Signaling pathway critical in the development of type 2 and cancer may offer diabetes treatment possibility…
A research team led by Brigham and Women’s Hospital (BWH) and Dana-Farber Cancer Institute (DFCI) has uncovered surprising new findings that underscore the role of an important signaling pathway, already known to be critical in cancer, in the development of type 2 diabetes. Their results shed additional light on how a longstanding class of diabetes drugs, known as thiazolidinediones (TZDs), work to improve glucose metabolism and suggest that inhibitors of the signaling pathway — known as the MEK/ERK pathway — may also hold promise in the treatment of type 2 diabetes.
Alexander S. Banks, PhD, lead author and a researcher in the Division of Endocrinology, Diabetes and Hypertension at BWH said, “It’s been recognized that thiazolidinediones have tremendous benefits in the treatment of type 2 diabetes, but they also have significant risks. The question is, can we minimize these adverse effects by modifying the drugs slightly or by approaching the pathway from a different direction?”
This hypothesis led Banks and DFCI’s Bruce Spiegelman, PhD, a researcher in the department of Cancer Biology at Dana-Farber, to focus on a critical molecular player known as CDK5. A type of enzyme known as a kinase, CDK modifies a key site on the molecule targeted by TZDs (known as PPARγ). To further understand CDK5’s role, Banks and his colleagues created a special strain of mice lacking CDK5 in adipose tissues — where PPARγ is most highly active and TZDs are thought to act.
Instead of confirming their initial suspicions about CDK5, the team’s results pointed them in a very different direction: their findings suggested that another key kinase was involved. In collaboration with researchers at Harvard Medical School, Banks, Spiegelman and their colleagues conducted a wide, unbiased search to determine its identity. That search ultimately led them to the kinase known as ERK.
After a detailed biochemical study of ERK function, the team set out to test its role in glucose metabolism, and found that MEK inhibitors, which block ERK function, significantly improve insulin resistance in mouse models of diabetes.
“A new class of drugs, aimed primarily at cancer, has been developed that inhibits ERK’s action. These drugs, known as MEK inhibitors, help to extend the lives of patients with advanced cases of melanoma,” said Banks. “One of the most exciting aspects of this paper is the concept that you could inhibit the abnormal activation of ERK seen in diabetes using these MEK inhibitors designed for treating cancer, but at lower, safer doses.”
While much more work must be done to determine if MEK inhibitors will be a safe and effective treatment for type 2 diabetes, the Nature study offers an important window on the molecular underpinnings of TZD action. In addition, it suggests that MEK/ERK inhibition may offer a viable route toward minimizing the drugs’ undesired effects.

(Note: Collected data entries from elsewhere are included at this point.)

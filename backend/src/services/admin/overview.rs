use crate::error::ApiError;
use crate::services::data_sources::{DataFile, TableSource};
use actix_web::{web, HttpResponse, Responder, ResponseError};
use common::model::distribution::Distribution;
use common::model::summary::AdminSummary;
use common::model::table::{Record, RecordSet, Table};
use std::sync::Arc;

const STUDENT_DATA_NOT_FOUND: &str = "Student data files not found";
const UNKNOWN: &str = "Unknown";
const STUDENT_SAMPLE_SIZE: usize = 100;

/// The only age bands reported; other values in `age_band` are not counted.
pub const AGE_BANDS: [&str; 3] = ["0-35", "35-55", "55<="];

/// Actix web handler for `GET /admin`.
pub(crate) async fn process(source: web::Data<dyn TableSource>) -> impl Responder {
    match build_summary(source.into_inner()).await {
        Ok(summary) => HttpResponse::Ok().json(summary),
        Err(e) => e.error_response(),
    }
}

async fn build_summary(source: Arc<dyn TableSource>) -> Result<AdminSummary, ApiError> {
    web::block(move || load_and_summarize(source.as_ref())).await?
}

/// Fetches the three tables concurrently, then aggregates them.
///
/// A missing `studentInfo.csv` is reported as not found regardless of the other files.
/// The assessment table is not part of the summary but must still be readable.
fn load_and_summarize(source: &dyn TableSource) -> Result<AdminSummary, ApiError> {
    let (info, (registration, assessment)) = rayon::join(
        || source.table(DataFile::StudentInfo),
        || {
            rayon::join(
                || source.table(DataFile::StudentRegistration),
                || source.table(DataFile::StudentAssessment),
            )
        },
    );

    let info = info.map_err(|e| {
        if e.is_missing() {
            ApiError::NotFound(STUDENT_DATA_NOT_FOUND)
        } else {
            e.into()
        }
    })?;
    let registration = registration?;
    assessment?;

    Ok(summarize(info, &registration))
}

/// Columns of the student-info table the overview reads.
struct StudentInfoColumns {
    final_result: Option<usize>,
    gender: Option<usize>,
    age_band: Option<usize>,
}

struct StudentInfoRow<'a> {
    final_result: &'a str,
    gender: &'a str,
    age_band: &'a str,
}

impl StudentInfoColumns {
    fn resolve(table: &Table) -> Self {
        Self {
            final_result: table.column("final_result"),
            gender: table.column("gender"),
            age_band: table.column("age_band"),
        }
    }

    fn project<'a>(&self, record: Record<'a>) -> StudentInfoRow<'a> {
        StudentInfoRow {
            final_result: record.value(self.final_result),
            gender: record.value(self.gender),
            age_band: record.value(self.age_band),
        }
    }
}

fn or_default<'a>(value: &'a str, fallback: &'a str) -> &'a str {
    if value.is_empty() {
        fallback
    } else {
        value
    }
}

/// Builds the admin overview from decoded tables.
pub fn summarize(info: Arc<Table>, registration: &Table) -> AdminSummary {
    let columns = StudentInfoColumns::resolve(&info);
    let mut outcomes = Distribution::new();
    let mut gender = Distribution::new();
    let mut age = Distribution::with_buckets(AGE_BANDS);

    for row in info.records().map(|r| columns.project(r)) {
        outcomes.increment(or_default(row.final_result, UNKNOWN));
        gender.increment(or_default(row.gender, UNKNOWN));
        age.increment_existing(or_default(row.age_band, AGE_BANDS[0]));
    }

    let module = registration.column("code_module");
    let presentation = registration.column("code_presentation");
    let mut enrolments = Distribution::new();
    for record in registration.records() {
        let key = format!("{}_{}", record.value(module), record.value(presentation));
        enrolments.increment(&key);
    }

    let total_students = info.len();
    AdminSummary {
        outcomes,
        enrolments,
        gender,
        age,
        students: RecordSet::head(info, STUDENT_SAMPLE_SIZE),
        total_students,
    }
}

- It’s been recognized that thiazolidinediones have tremendous benefits in the treatment of type 2 diabetes, but they also have significant risks.
- The risks can be minimized by modifying the drugs slightly or by approaching the pathway from a different direction.
- The abnormal activation of ERK seen in diabetes could be inhibited by using these MEK inhibitors designed for treating cancer, but at lower, safer doses, to improve diabetes outcomes.
Brigham and Women’s Hospital Press Release. Published online in the journal Nature, Nov 18, 2014.